E’ passato un anno dall’inizio della rivoluzione libica, i libici hanno deciso di continuare i festeggiamenti in modo sobrio, per portare rispetto alle oltre 15000 vittime della rivoluzione libica.
Nonostante il Consiglio di Transizione abbia deciso di non programmare nessuna celebrazione ufficiale a livello nazionale, vista ancora l’instabilità del Paese, il popolo ha deciso di scendere come allora nelle piazze per ricordare come tutto ebbe inizio, per ritornare in quelle strade dove hanno lottato per la loro terra, per la loro libertà di uomini e donne. Per i loro figli.
Celebrazioni spontanee sono iniziate in diverse città e villaggi. Bengasi, la città che per prima si sollevò contro Gheddafi e il suo regime quarantennale, ora è piena di gente felice dopo tanti, troppi anni di sofferenze e maltrattamenti. Ma molto c’è ancora da fare. La Libia non ha finito di lottare. La battaglia che ora deve vincere è la ricostruzione del Paese martoriato dalla dittatura di Muammar Gaddafi.
Le proteste scoppiarono a Bengasi il 15 febbraio del 2011, dopo l’arresto dell’ avvocato Fathi Terbil, un avvocato che rappresentava i parenti di coloro che erano morti in massacro di 1996 persone nel carcere di Tripoli. Ma la rabbia culminò quando un ragazzo si arrampicò su un lampione per demolire un poster di Gheddafi.

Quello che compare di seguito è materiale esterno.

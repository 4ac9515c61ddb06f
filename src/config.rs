use config::{Config, ConfigError, Environment, File};
use serde::Deserialize;
use std::path::Path;

use crate::models::{CompatibilityRule, GeoPoint};

/// Application configuration
#[derive(Debug, Clone, Deserialize)]
pub struct Settings {
    pub server: ServerSettings,
    pub routing: RoutingSettings,
    pub donors: DonorSettings,
    #[serde(default)]
    pub database: DatabaseSettings,
    #[serde(default)]
    pub cache: CacheSettings,
    #[serde(default)]
    pub geocoding: GeocodingSettings,
    #[serde(default)]
    pub logging: LoggingSettings,
}

#[derive(Debug, Clone, Deserialize)]
pub struct ServerSettings {
    pub host: String,
    pub port: u16,
    pub workers: Option<usize>,
}

#[derive(Debug, Clone, Deserialize)]
pub struct RoutingSettings {
    #[serde(default = "default_radius_km")]
    pub default_radius_km: f64,
    #[serde(default)]
    pub compatibility: CompatibilityRule,
    pub max_results: Option<usize>,
}

impl Default for RoutingSettings {
    fn default() -> Self {
        Self {
            default_radius_km: default_radius_km(),
            compatibility: CompatibilityRule::default(),
            max_results: None,
        }
    }
}

fn default_radius_km() -> f64 { 10.0 }

/// Where donor candidates come from
#[derive(Debug, Clone, Copy, Default, PartialEq, Eq, Deserialize)]
#[serde(rename_all = "lowercase")]
pub enum DonorSource {
    #[default]
    Mock,
    Postgres,
}

/// Where pledges and profiles are stored
#[derive(Debug, Clone, Copy, Default, PartialEq, Eq, Deserialize)]
#[serde(rename_all = "lowercase")]
pub enum RegistryBackend {
    #[default]
    Memory,
    Postgres,
}

#[derive(Debug, Clone, Default, Deserialize)]
pub struct DonorSettings {
    #[serde(default)]
    pub source: DonorSource,
    #[serde(default)]
    pub registry: RegistryBackend,
}

#[derive(Debug, Clone, Default, Deserialize)]
pub struct DatabaseSettings {
    pub url: Option<String>,
    pub max_connections: Option<u32>,
    pub min_connections: Option<u32>,
    pub acquire_timeout_secs: Option<u64>,
    pub idle_timeout_secs: Option<u64>,
}

#[derive(Debug, Clone, Default, Deserialize)]
pub struct CacheSettings {
    pub redis_url: Option<String>,
    pub ttl_secs: Option<u64>,
    pub l1_cache_size: Option<u64>,
}

#[derive(Debug, Clone, Copy, Default, PartialEq, Eq, Deserialize)]
#[serde(rename_all = "lowercase")]
pub enum GeocodingProvider {
    #[default]
    Fixed,
    Http,
}

#[derive(Debug, Clone, Deserialize)]
pub struct GeocodingSettings {
    #[serde(default)]
    pub provider: GeocodingProvider,
    pub endpoint: Option<String>,
    #[serde(default = "default_user_agent")]
    pub user_agent: String,
    #[serde(default = "default_geocoding_timeout")]
    pub timeout_secs: u64,
    #[serde(default = "default_fixed_latitude")]
    pub fixed_latitude: f64,
    #[serde(default = "default_fixed_longitude")]
    pub fixed_longitude: f64,
}

impl GeocodingSettings {
    pub fn fixed_location(&self) -> GeoPoint {
        GeoPoint::new(self.fixed_latitude, self.fixed_longitude)
    }
}

impl Default for GeocodingSettings {
    fn default() -> Self {
        Self {
            provider: GeocodingProvider::default(),
            endpoint: None,
            user_agent: default_user_agent(),
            timeout_secs: default_geocoding_timeout(),
            fixed_latitude: default_fixed_latitude(),
            fixed_longitude: default_fixed_longitude(),
        }
    }
}

fn default_user_agent() -> String { format!("lifeline-connect/{}", env!("CARGO_PKG_VERSION")) }
fn default_geocoding_timeout() -> u64 { 10 }
// Downtown Los Angeles
fn default_fixed_latitude() -> f64 { 34.0522 }
fn default_fixed_longitude() -> f64 { -118.2437 }

#[derive(Debug, Clone, Deserialize)]
pub struct LoggingSettings {
    #[serde(default = "default_log_level")]
    pub level: String,
    #[serde(default = "default_log_format")]
    pub format: String,
}

impl Default for LoggingSettings {
    fn default() -> Self {
        Self {
            level: default_log_level(),
            format: default_log_format(),
        }
    }
}

fn default_log_level() -> String { "info".to_string() }
fn default_log_format() -> String { "full".to_string() }

impl Settings {
    /// Load configuration from defaults, files and environment variables
    ///
    /// Configuration is loaded in the following order (later overrides earlier):
    /// 1. Built-in defaults
    /// 2. Configuration file (config/default.toml)
    /// 3. Local overrides (config/local.toml)
    /// 4. Environment variables (prefixed with LIFELINE__)
    pub fn load() -> Result<Self, ConfigError> {
        let builder = with_defaults(Config::builder())?
            .add_source(File::with_name("config/default").required(false))
            .add_source(File::with_name("config/local").required(false))
            // e.g., LIFELINE__SERVER__PORT -> server.port
            .add_source(
                Environment::with_prefix("LIFELINE")
                    .prefix_separator("__")
                    .separator("__")
                    .try_parsing(true),
            );

        apply_env_overrides(builder)?.build()?.try_deserialize()
    }

    /// Load configuration from a custom path
    pub fn load_from<P: AsRef<Path>>(path: P) -> Result<Self, ConfigError> {
        let builder = with_defaults(Config::builder())?
            .add_source(File::from(path.as_ref()))
            .add_source(
                Environment::with_prefix("LIFELINE")
                    .prefix_separator("__")
                    .separator("__")
                    .try_parsing(true),
            );

        builder.build()?.try_deserialize()
    }
}

fn with_defaults(
    builder: config::ConfigBuilder<config::builder::DefaultState>,
) -> Result<config::ConfigBuilder<config::builder::DefaultState>, ConfigError> {
    builder
        .set_default("server.host", "0.0.0.0")?
        .set_default("server.port", 8080_i64)?
        .set_default("routing.default_radius_km", default_radius_km())?
        .set_default("routing.compatibility", "exact")?
        .set_default("donors.source", "mock")?
        .set_default("donors.registry", "memory")
}

/// Well-known variables that bypass the LIFELINE__ prefix
fn apply_env_overrides(
    mut builder: config::ConfigBuilder<config::builder::DefaultState>,
) -> Result<config::ConfigBuilder<config::builder::DefaultState>, ConfigError> {
    use std::env;

    if let Ok(database_url) = env::var("DATABASE_URL") {
        builder = builder.set_override("database.url", database_url)?;
    }
    if let Ok(redis_url) = env::var("REDIS_URL") {
        builder = builder.set_override("cache.redis_url", redis_url)?;
    }
    if let Ok(level) = env::var("LOG_LEVEL") {
        builder = builder.set_override("logging.level", level)?;
    }
    if let Ok(format) = env::var("LOG_FORMAT") {
        builder = builder.set_override("logging.format", format)?;
    }

    Ok(builder)
}
use sqlx::postgres::PgPoolOptions;
use sqlx::{PgPool, Row};
use std::time::Duration;
use thiserror::Error;

use crate::models::{BloodType, BoundingBox, DonorCandidate, DonorProfile, GeoPoint, OrganPledge};

/// Errors that can occur when interacting with PostgreSQL
#[derive(Debug, Error)]
pub enum PostgresError {
    #[error("SQLx error: {0}")]
    SqlxError(#[from] sqlx::Error),

    #[error("Migration error: {0}")]
    MigrateError(#[from] sqlx::migrate::MigrateError),

    #[error("Invalid data in column {column}: {message}")]
    InvalidData { column: &'static str, message: String },
}

/// PostgreSQL client for the donor directory and registry tables
pub struct PostgresClient {
    pool: PgPool,
}

impl PostgresClient {
    /// Create a new PostgreSQL client from a connection string
    pub async fn new(
        database_url: &str,
        max_connections: u32,
        min_connections: u32,
        acquire_timeout: Duration,
        idle_timeout: Duration,
    ) -> Result<Self, PostgresError> {
        let pool = PgPoolOptions::new()
            .max_connections(max_connections)
            .min_connections(min_connections)
            .acquire_timeout(acquire_timeout)
            .idle_timeout(idle_timeout)
            .test_before_acquire(true)
            .connect(database_url)
            .await?;

        sqlx::migrate!("./migrations").run(&pool).await?;

        Ok(Self { pool })
    }

    /// Create a new PostgreSQL client from settings
    pub async fn from_settings(
        url: &str,
        max_connections: Option<u32>,
        min_connections: Option<u32>,
        acquire_timeout_secs: Option<u64>,
        idle_timeout_secs: Option<u64>,
    ) -> Result<Self, PostgresError> {
        tracing::info!("Connecting to PostgreSQL");

        Self::new(
            url,
            max_connections.unwrap_or(10),
            min_connections.unwrap_or(1),
            Duration::from_secs(acquire_timeout_secs.unwrap_or(5)),
            Duration::from_secs(idle_timeout_secs.unwrap_or(600)),
        )
        .await
    }

    /// Find available donors inside a bounding box with one of the given blood types
    ///
    /// Boxes that wrap across the antimeridian are matched on both sides.
    /// Exact distances are computed later by the router.
    pub async fn find_donors(
        &self,
        bbox: &BoundingBox,
        blood_types: &[BloodType],
    ) -> Result<Vec<DonorCandidate>, PostgresError> {
        let query = r#"
            SELECT donor_id, blood_type, latitude, longitude
            FROM donors
            WHERE available
              AND blood_type = ANY($1)
              AND latitude BETWEEN $2 AND $3
              AND CASE
                    WHEN $4 <= $5 THEN longitude BETWEEN $4 AND $5
                    ELSE longitude >= $4 OR longitude <= $5
                  END
        "#;

        let types: Vec<String> = blood_types.iter().map(|bt| bt.as_str().to_string()).collect();

        let rows = sqlx::query(query)
            .bind(&types)
            .bind(bbox.min_lat)
            .bind(bbox.max_lat)
            .bind(bbox.min_lon)
            .bind(bbox.max_lon)
            .fetch_all(&self.pool)
            .await?;

        let donors = rows
            .iter()
            .map(|row| {
                Ok(DonorCandidate {
                    donor_id: row.get("donor_id"),
                    blood_type: parse_blood_type(row.get("blood_type"))?,
                    location: GeoPoint::new(row.get("latitude"), row.get("longitude")),
                })
            })
            .collect::<Result<Vec<_>, PostgresError>>()?;

        tracing::debug!("Found {} donors in bounding box", donors.len());

        Ok(donors)
    }

    /// Record an organ pledge, or return the existing pledge for that e-mail
    pub async fn record_pledge(
        &self,
        pledge_id: &str,
        full_name: &str,
        email: &str,
    ) -> Result<OrganPledge, PostgresError> {
        // The no-op update makes RETURNING yield the existing row on conflict
        let query = r#"
            INSERT INTO organ_pledges (pledge_id, full_name, email, pledged_at)
            VALUES ($1, $2, $3, NOW())
            ON CONFLICT (email)
            DO UPDATE SET email = EXCLUDED.email
            RETURNING pledge_id, full_name, email, pledged_at
        "#;

        let row = sqlx::query(query)
            .bind(pledge_id)
            .bind(full_name)
            .bind(email.to_lowercase())
            .fetch_one(&self.pool)
            .await?;

        Ok(OrganPledge {
            pledge_id: row.get("pledge_id"),
            full_name: row.get("full_name"),
            email: row.get("email"),
            pledged_at: row.get("pledged_at"),
        })
    }

    /// Fetch a donor profile by user ID
    pub async fn get_profile(&self, user_id: &str) -> Result<Option<DonorProfile>, PostgresError> {
        let query = r#"
            SELECT user_id, name, blood_type, last_donation, donations, avatar_url
            FROM donor_profiles
            WHERE user_id = $1
        "#;

        let row = sqlx::query(query)
            .bind(user_id)
            .fetch_optional(&self.pool)
            .await?;

        row.map(|row| {
            let donations: i32 = row.get("donations");
            Ok(DonorProfile {
                user_id: row.get("user_id"),
                name: row.get("name"),
                blood_type: parse_blood_type(row.get("blood_type"))?,
                last_donation: row.get("last_donation"),
                donations: u32::try_from(donations).map_err(|_| PostgresError::InvalidData {
                    column: "donations",
                    message: format!("negative count {}", donations),
                })?,
                avatar_url: row.get("avatar_url"),
            })
        })
        .transpose()
    }

    /// Insert or replace a donor profile
    pub async fn save_profile(&self, profile: &DonorProfile) -> Result<(), PostgresError> {
        let query = r#"
            INSERT INTO donor_profiles (user_id, name, blood_type, last_donation, donations, avatar_url, updated_at)
            VALUES ($1, $2, $3, $4, $5, $6, NOW())
            ON CONFLICT (user_id)
            DO UPDATE SET
                name = EXCLUDED.name,
                blood_type = EXCLUDED.blood_type,
                last_donation = EXCLUDED.last_donation,
                donations = EXCLUDED.donations,
                avatar_url = EXCLUDED.avatar_url,
                updated_at = EXCLUDED.updated_at
        "#;

        let donations = i32::try_from(profile.donations).map_err(|_| PostgresError::InvalidData {
            column: "donations",
            message: format!("count {} out of range", profile.donations),
        })?;

        sqlx::query(query)
            .bind(&profile.user_id)
            .bind(&profile.name)
            .bind(profile.blood_type.as_str())
            .bind(profile.last_donation)
            .bind(donations)
            .bind(&profile.avatar_url)
            .execute(&self.pool)
            .await?;

        tracing::debug!("Saved profile for {}", profile.user_id);

        Ok(())
    }

    /// Health check for the database connection
    pub async fn health_check(&self) -> Result<bool, PostgresError> {
        sqlx::query("SELECT 1")
            .fetch_one(&self.pool)
            .await
            .map(|_| true)
            .map_err(Into::into)
    }
}

fn parse_blood_type(value: String) -> Result<BloodType, PostgresError> {
    value.parse().map_err(|e: crate::models::domain::ParseBloodTypeError| {
        PostgresError::InvalidData {
            column: "blood_type",
            message: e.to_string(),
        }
    })
}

Il “Day of Rage” ebbe inizio in Libia.
Omar Farraj, responsabile della sicurezza a Bengasi, ha detto alla agenzia di stampa AFP: “Vogliamo fare in modo che le celebrazioni siano pacifiche”. A distanza di un anno, sembra quasi essere caduto un silenzio assordante sulla Libia, come se nulla fosse successo e invece, come direbbe Primo Levi “Meditate che questo è stato”.